Task goal: Check the records below line by line. Give the count of lines with "TokioAsyncResolver", and nothing else.

---

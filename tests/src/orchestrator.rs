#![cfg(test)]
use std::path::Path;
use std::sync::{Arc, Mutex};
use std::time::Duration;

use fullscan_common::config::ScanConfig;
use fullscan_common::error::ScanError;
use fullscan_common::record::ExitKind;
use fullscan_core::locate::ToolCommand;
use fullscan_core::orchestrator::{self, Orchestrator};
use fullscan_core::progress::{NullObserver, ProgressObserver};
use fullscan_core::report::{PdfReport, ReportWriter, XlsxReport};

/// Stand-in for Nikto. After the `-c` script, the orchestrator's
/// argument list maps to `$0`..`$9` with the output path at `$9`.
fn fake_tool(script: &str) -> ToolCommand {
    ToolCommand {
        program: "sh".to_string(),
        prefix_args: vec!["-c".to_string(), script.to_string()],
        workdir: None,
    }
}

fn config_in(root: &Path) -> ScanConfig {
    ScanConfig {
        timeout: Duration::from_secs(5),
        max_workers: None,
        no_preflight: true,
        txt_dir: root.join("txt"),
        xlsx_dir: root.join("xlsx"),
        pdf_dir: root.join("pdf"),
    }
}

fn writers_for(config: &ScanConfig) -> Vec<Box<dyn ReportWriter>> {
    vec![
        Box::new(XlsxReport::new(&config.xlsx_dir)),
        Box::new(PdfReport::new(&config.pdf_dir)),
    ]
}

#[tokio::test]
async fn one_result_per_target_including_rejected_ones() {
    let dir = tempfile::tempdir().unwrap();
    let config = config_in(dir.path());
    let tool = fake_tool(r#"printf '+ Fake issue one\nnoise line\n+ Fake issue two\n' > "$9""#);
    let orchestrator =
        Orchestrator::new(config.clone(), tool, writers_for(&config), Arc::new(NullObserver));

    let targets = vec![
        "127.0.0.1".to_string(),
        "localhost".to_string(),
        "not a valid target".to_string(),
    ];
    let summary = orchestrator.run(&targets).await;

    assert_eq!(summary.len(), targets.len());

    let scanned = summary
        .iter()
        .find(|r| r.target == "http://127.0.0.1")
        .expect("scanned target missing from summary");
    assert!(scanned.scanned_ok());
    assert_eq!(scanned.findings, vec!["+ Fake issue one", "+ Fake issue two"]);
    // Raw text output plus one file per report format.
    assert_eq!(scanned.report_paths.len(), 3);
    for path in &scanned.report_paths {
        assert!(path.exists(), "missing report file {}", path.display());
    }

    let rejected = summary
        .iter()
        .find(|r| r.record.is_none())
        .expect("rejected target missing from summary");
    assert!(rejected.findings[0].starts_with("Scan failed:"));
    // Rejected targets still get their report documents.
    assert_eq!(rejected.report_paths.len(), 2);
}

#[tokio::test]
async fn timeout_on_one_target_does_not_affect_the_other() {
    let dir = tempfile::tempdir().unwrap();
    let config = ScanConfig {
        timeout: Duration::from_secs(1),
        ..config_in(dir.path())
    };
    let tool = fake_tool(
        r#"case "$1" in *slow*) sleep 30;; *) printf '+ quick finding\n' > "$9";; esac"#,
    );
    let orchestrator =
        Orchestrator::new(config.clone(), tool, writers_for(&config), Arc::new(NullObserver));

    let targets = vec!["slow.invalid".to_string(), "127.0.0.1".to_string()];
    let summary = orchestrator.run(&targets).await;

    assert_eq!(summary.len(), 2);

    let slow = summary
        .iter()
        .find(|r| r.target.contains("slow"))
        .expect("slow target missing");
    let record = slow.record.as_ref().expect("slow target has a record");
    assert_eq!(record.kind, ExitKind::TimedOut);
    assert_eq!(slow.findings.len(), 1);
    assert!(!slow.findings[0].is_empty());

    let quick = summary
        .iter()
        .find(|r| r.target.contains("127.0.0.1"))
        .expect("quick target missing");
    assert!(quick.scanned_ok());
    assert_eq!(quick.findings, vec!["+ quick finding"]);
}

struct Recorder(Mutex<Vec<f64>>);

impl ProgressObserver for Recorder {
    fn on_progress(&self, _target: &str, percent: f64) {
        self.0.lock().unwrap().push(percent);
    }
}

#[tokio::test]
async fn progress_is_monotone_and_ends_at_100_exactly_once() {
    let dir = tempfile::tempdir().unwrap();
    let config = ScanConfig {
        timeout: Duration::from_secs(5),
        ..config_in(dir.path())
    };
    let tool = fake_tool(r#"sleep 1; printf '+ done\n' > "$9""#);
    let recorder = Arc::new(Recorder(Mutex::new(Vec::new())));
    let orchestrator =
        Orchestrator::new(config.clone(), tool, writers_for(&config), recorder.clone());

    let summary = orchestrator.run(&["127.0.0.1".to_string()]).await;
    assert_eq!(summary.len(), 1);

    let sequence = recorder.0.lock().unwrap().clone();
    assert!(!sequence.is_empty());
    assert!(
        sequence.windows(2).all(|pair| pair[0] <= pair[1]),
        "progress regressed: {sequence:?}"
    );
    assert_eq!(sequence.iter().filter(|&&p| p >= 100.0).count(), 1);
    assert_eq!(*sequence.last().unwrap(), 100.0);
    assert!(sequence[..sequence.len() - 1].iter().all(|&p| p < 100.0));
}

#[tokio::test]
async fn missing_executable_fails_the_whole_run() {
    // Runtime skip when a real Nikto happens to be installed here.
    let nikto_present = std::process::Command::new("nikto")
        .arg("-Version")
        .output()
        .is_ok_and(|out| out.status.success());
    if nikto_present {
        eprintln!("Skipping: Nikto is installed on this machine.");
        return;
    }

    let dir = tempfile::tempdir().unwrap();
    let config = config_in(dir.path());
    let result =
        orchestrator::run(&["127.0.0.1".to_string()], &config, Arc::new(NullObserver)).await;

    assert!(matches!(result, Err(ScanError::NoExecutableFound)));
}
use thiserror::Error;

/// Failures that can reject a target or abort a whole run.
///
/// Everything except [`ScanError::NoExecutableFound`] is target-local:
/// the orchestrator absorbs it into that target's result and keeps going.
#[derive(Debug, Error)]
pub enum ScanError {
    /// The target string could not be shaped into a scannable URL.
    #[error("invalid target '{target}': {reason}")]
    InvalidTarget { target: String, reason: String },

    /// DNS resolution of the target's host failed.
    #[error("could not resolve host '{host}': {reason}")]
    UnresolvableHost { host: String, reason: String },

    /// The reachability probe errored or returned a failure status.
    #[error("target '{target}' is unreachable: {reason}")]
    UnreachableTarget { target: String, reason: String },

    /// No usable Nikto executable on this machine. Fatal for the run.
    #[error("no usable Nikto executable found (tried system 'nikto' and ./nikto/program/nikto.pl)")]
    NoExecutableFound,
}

---

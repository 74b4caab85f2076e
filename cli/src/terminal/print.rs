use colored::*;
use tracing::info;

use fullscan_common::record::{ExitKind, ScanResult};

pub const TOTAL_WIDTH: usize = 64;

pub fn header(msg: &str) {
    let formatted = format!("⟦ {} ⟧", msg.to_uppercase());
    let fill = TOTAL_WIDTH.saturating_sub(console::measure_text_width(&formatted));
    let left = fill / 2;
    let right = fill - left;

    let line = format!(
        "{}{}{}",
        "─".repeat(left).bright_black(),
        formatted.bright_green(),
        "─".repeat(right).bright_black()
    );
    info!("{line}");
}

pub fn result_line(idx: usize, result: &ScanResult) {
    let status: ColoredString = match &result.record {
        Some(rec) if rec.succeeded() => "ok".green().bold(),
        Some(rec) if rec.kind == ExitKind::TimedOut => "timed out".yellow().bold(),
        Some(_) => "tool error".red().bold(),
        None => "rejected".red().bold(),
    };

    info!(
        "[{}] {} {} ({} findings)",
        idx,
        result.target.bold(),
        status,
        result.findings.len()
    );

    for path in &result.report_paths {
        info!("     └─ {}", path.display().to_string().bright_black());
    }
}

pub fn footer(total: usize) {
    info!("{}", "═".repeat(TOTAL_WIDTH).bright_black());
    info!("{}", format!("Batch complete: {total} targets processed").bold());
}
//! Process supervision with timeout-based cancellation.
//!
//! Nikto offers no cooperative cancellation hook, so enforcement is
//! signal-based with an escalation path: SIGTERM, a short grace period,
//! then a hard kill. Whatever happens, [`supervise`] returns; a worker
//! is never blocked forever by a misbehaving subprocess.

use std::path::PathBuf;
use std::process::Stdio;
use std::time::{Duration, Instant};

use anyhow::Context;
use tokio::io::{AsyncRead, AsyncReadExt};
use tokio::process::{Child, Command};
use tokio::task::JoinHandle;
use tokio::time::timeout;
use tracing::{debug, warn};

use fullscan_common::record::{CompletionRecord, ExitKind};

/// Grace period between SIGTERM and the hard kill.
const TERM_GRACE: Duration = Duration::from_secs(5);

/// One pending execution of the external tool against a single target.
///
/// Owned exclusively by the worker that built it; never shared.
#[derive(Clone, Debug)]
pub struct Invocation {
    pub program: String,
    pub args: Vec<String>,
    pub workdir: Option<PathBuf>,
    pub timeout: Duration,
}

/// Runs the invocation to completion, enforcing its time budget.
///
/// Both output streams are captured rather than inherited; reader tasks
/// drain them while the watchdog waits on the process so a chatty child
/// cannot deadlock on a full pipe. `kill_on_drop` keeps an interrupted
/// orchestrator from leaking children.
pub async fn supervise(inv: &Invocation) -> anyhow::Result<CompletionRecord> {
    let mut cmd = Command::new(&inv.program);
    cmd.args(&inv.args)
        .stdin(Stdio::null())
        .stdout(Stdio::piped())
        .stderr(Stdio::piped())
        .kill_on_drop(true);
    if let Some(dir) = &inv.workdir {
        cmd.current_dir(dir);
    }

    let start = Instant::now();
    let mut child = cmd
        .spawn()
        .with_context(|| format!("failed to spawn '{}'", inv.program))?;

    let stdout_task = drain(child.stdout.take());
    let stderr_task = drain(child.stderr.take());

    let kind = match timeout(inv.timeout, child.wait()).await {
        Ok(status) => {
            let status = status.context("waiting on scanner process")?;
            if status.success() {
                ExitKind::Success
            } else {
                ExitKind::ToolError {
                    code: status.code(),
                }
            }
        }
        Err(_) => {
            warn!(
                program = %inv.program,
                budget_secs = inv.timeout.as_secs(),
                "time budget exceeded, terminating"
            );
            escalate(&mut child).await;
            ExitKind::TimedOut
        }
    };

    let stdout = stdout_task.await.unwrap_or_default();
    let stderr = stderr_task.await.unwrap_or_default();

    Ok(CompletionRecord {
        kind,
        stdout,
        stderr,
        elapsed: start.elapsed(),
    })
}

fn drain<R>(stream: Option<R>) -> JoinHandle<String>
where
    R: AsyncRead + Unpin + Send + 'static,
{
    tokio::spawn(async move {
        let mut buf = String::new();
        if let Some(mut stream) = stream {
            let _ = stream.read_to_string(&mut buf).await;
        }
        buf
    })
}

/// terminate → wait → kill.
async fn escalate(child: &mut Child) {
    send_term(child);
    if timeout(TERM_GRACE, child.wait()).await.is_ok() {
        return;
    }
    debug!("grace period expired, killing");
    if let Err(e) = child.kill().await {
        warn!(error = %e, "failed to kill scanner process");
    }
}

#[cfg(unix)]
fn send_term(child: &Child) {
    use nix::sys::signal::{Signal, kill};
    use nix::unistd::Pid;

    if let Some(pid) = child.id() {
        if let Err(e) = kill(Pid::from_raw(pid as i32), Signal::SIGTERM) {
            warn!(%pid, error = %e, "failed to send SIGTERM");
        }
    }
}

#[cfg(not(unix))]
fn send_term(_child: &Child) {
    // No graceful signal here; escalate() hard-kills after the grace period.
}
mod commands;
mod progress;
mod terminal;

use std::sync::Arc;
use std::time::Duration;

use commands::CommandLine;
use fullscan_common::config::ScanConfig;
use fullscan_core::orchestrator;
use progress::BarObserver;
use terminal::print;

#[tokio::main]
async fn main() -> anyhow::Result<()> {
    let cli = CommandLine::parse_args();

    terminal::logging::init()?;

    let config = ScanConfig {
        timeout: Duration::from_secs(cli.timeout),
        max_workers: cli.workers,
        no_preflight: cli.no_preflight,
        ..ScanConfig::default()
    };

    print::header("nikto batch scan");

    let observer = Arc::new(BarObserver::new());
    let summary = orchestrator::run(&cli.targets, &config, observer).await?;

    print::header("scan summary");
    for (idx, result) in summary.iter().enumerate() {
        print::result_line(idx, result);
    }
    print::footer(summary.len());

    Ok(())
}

---

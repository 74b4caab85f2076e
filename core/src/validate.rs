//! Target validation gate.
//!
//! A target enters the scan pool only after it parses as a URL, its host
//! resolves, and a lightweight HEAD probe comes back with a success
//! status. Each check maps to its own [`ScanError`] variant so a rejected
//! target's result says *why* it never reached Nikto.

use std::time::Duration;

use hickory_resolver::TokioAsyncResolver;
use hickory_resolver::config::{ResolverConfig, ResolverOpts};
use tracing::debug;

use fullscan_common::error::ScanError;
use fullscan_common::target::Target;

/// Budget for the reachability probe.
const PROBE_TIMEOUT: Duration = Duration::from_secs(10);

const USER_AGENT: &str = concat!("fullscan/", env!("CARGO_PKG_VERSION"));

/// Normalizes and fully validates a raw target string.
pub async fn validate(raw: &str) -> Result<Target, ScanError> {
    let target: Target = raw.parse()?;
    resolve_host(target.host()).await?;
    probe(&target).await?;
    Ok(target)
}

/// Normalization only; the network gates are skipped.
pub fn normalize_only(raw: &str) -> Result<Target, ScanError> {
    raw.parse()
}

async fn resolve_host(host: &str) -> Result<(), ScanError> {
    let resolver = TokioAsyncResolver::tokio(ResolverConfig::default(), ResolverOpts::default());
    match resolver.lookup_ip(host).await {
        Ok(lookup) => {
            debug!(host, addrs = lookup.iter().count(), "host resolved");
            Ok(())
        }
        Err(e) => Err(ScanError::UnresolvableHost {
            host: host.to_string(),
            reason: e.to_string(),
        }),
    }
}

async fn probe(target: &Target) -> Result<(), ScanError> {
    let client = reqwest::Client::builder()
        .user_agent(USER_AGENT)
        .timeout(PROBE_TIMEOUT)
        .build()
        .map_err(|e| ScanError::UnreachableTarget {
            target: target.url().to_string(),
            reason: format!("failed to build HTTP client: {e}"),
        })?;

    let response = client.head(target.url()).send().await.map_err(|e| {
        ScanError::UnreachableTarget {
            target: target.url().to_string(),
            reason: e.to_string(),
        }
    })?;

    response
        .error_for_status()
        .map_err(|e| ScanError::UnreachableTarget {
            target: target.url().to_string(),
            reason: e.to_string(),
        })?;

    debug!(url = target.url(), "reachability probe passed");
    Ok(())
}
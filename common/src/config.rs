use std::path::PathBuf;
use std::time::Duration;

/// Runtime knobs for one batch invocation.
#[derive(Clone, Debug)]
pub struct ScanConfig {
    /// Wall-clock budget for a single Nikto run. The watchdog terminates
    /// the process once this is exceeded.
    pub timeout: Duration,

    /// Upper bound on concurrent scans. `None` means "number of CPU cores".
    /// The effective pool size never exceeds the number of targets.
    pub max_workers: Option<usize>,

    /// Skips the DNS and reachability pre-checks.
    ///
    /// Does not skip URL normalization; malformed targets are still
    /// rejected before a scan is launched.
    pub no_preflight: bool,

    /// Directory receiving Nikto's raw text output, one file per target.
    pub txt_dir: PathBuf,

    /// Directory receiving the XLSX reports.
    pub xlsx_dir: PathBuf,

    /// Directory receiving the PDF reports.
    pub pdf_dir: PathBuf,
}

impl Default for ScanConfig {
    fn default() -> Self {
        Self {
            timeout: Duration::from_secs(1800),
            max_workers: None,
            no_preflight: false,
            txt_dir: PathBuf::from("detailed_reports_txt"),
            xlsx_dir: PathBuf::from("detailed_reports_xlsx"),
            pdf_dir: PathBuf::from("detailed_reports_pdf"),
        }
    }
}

---

Exercise answer: 2